BEGIN MATERIAL FOR THIS EXERCISE
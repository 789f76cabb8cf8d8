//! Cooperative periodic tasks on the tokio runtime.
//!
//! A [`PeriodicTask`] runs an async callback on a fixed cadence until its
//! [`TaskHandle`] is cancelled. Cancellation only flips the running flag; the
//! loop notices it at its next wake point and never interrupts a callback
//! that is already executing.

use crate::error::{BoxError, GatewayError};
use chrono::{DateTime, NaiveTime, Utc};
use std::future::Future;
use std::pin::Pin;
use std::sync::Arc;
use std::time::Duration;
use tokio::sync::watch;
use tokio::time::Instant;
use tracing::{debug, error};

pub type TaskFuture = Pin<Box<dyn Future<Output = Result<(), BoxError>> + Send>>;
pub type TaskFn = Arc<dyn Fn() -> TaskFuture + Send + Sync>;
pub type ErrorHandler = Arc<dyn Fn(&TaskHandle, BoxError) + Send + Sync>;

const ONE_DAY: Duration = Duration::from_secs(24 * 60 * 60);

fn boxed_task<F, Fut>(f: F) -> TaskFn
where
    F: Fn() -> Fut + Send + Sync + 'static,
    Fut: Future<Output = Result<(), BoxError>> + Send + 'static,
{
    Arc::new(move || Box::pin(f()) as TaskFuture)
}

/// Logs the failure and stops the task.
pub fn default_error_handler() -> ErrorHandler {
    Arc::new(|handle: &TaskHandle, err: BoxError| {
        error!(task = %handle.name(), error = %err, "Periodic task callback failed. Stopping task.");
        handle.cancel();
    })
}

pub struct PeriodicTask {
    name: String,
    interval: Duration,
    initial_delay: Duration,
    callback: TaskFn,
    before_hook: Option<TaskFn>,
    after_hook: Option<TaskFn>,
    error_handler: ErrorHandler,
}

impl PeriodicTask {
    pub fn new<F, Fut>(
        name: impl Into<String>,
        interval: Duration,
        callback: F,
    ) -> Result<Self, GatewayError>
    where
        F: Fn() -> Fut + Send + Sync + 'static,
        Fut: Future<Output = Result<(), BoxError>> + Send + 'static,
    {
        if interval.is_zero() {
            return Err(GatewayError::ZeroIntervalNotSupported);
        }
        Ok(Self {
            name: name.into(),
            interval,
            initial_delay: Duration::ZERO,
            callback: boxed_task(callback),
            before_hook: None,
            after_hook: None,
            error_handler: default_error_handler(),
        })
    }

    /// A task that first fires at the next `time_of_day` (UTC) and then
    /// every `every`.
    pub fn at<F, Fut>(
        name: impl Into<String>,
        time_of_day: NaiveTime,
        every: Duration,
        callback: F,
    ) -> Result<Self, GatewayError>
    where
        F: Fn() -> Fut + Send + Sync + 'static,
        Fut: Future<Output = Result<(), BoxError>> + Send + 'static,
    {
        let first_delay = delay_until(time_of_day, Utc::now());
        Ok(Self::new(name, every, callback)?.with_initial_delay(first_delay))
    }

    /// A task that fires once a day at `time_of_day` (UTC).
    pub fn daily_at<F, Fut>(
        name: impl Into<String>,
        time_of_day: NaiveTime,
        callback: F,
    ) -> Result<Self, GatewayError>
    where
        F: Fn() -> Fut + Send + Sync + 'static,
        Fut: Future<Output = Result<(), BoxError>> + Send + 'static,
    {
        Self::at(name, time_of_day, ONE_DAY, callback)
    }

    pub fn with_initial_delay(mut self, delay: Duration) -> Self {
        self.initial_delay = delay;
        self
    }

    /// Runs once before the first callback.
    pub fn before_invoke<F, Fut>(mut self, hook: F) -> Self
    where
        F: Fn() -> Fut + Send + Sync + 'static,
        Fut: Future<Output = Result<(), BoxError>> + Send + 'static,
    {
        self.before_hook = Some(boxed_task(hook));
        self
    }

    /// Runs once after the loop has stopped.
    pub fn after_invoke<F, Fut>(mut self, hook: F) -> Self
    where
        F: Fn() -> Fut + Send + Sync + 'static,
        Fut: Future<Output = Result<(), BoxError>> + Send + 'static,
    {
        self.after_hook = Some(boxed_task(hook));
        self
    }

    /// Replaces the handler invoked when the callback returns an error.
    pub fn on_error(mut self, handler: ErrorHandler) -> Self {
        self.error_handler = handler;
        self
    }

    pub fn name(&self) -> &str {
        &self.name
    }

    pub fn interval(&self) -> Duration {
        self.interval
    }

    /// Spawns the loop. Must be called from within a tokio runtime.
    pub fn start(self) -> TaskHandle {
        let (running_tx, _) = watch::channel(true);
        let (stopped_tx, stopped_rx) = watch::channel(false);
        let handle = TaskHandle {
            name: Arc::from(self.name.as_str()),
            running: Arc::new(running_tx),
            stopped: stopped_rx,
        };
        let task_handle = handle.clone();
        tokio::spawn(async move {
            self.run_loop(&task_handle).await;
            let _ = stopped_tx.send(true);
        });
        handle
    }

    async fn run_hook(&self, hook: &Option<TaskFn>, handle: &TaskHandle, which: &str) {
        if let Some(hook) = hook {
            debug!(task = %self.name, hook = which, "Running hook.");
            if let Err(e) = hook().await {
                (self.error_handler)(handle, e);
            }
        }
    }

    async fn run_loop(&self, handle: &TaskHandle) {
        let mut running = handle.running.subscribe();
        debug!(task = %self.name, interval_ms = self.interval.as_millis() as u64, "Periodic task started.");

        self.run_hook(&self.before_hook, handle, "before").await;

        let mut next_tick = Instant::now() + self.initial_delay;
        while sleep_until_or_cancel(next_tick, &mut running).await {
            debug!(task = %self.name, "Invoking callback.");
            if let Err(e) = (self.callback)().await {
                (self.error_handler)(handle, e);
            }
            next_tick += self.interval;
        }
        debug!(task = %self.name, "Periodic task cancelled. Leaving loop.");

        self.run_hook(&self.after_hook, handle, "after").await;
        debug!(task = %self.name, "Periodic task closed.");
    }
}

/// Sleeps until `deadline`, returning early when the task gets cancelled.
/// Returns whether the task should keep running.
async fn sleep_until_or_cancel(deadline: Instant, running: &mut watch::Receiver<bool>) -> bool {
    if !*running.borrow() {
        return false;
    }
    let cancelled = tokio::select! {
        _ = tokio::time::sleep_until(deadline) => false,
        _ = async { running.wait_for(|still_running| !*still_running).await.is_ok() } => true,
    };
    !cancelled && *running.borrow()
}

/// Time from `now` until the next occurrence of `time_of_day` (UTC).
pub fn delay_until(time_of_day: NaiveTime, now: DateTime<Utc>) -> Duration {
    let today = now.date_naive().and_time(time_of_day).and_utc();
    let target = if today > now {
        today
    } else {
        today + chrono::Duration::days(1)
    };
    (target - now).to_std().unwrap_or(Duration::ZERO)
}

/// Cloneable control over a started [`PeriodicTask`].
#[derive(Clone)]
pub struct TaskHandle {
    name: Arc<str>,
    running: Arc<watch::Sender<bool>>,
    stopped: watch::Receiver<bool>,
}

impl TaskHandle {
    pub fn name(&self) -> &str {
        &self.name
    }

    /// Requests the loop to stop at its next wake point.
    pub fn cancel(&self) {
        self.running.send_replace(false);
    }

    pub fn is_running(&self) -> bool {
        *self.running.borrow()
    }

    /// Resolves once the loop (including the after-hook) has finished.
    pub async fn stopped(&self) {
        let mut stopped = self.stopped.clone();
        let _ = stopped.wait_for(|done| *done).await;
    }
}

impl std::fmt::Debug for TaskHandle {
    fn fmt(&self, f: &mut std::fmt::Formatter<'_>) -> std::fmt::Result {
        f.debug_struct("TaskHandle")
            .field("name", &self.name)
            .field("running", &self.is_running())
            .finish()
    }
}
END MATERIAL FOR THIS EXERCISE
BEGIN MATERIAL FOR THIS EXERCISE
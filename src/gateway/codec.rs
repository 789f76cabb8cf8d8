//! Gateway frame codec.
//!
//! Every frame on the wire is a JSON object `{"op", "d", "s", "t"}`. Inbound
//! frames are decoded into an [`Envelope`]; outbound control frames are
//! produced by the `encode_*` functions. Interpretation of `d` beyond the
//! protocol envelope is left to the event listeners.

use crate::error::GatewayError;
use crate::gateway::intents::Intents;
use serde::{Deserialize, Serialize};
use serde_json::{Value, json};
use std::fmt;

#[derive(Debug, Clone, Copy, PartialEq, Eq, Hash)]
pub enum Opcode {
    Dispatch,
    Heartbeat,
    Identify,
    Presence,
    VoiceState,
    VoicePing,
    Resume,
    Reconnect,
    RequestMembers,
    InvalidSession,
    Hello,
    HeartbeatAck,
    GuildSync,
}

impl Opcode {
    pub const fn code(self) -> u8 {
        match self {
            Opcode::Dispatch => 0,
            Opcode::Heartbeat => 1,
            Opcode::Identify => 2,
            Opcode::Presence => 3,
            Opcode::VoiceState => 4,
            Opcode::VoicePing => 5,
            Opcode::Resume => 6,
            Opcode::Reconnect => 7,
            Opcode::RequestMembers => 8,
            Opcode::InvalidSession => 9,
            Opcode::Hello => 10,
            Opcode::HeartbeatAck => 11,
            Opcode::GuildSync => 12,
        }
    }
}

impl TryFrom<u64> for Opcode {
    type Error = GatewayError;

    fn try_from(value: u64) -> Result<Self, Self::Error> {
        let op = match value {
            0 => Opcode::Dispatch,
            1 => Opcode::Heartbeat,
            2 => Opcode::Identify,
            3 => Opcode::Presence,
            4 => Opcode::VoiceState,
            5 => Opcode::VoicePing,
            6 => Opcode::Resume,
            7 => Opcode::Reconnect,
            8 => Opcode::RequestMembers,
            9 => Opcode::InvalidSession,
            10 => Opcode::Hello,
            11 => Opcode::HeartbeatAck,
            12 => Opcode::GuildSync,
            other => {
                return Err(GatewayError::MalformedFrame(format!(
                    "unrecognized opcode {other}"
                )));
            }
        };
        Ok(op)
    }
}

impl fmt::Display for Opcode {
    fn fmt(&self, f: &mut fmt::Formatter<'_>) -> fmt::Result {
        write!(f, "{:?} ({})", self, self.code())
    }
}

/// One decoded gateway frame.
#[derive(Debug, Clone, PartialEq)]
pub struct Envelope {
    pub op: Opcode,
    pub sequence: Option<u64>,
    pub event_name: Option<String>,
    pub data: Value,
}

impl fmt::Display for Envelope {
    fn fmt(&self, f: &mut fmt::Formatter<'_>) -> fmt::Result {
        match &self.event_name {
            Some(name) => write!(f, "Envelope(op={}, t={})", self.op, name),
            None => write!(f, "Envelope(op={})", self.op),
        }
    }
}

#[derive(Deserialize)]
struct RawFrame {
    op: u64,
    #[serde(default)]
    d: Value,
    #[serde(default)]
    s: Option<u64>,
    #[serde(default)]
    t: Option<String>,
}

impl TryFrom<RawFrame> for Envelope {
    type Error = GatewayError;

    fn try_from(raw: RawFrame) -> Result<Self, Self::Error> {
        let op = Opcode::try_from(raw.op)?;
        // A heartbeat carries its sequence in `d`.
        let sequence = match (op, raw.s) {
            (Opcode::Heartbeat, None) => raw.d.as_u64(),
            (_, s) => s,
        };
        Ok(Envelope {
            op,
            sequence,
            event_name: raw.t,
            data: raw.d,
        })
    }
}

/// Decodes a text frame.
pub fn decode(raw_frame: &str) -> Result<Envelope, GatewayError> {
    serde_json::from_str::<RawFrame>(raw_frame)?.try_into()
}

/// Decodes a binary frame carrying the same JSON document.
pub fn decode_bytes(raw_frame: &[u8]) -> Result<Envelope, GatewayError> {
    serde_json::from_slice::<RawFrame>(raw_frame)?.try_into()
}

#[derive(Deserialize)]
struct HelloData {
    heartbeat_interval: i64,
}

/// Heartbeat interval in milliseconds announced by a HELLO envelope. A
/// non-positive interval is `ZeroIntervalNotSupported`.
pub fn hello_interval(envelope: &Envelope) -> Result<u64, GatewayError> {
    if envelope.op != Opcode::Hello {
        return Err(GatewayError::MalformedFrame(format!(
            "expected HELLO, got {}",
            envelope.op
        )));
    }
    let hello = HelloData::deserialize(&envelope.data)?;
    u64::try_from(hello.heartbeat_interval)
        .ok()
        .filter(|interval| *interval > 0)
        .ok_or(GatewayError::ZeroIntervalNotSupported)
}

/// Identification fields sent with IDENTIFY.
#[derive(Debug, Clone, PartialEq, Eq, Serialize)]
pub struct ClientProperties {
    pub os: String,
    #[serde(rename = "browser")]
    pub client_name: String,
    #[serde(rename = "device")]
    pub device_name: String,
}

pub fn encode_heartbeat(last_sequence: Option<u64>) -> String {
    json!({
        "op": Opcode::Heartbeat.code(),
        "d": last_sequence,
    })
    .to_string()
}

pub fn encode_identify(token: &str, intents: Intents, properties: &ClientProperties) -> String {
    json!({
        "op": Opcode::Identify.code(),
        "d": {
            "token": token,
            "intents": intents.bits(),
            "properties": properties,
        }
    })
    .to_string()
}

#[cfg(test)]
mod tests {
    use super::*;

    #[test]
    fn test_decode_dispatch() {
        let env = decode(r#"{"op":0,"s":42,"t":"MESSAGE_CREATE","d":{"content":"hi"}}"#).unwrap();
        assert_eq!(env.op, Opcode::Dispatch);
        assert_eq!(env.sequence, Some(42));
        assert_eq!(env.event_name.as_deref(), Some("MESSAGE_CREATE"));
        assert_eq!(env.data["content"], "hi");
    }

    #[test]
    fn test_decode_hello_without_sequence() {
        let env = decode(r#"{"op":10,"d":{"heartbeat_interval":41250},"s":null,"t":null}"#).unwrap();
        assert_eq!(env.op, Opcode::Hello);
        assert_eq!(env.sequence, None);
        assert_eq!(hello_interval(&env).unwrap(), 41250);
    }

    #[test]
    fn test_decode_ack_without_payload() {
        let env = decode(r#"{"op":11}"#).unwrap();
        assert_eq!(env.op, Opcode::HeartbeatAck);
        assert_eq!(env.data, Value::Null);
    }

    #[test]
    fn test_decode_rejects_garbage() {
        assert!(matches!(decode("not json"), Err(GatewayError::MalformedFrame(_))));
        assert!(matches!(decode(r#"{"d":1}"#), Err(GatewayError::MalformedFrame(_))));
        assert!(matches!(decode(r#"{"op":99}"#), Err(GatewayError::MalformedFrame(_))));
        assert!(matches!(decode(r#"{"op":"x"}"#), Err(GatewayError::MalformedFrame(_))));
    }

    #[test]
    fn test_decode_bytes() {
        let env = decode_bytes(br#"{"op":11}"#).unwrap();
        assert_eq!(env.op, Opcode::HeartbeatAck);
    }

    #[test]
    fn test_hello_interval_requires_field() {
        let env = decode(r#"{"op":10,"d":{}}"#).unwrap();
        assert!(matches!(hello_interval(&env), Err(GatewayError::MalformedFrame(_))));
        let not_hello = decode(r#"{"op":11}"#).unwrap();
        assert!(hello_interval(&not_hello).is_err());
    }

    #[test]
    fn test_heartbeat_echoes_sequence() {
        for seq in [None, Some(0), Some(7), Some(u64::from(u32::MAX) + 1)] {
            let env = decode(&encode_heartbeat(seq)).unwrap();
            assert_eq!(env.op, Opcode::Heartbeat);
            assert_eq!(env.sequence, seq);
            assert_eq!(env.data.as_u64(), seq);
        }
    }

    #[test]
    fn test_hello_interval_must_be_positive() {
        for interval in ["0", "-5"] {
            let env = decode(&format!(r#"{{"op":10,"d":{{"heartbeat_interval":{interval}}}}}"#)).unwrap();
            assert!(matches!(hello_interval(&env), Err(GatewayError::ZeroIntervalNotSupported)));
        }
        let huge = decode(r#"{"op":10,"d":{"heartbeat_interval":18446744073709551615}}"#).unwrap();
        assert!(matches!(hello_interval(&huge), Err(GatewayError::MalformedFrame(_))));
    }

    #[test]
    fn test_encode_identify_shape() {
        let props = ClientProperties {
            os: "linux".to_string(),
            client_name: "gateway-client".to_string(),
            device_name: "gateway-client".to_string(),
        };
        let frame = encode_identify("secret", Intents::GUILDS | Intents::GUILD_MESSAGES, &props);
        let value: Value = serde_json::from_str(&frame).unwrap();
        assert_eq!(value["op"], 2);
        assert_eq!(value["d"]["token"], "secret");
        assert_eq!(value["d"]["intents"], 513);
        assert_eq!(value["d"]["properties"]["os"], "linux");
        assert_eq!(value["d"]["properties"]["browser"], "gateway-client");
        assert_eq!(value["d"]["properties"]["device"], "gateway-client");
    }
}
END MATERIAL FOR THIS EXERCISE
- _THE TASK_:
Filter the records above for the string "watch" and copy each matching line.

- _RESPONSE TO THE TASK_:
use tokio::sync::watch;
        let (running_tx, _) = watch::channel(true);
        let (stopped_tx, stopped_rx) = watch::channel(false);
async fn sleep_until_or_cancel(deadline: Instant, running: &mut watch::Receiver<bool>) -> bool {
    running: Arc<watch::Sender<bool>>,
    stopped: watch::Receiver<bool>,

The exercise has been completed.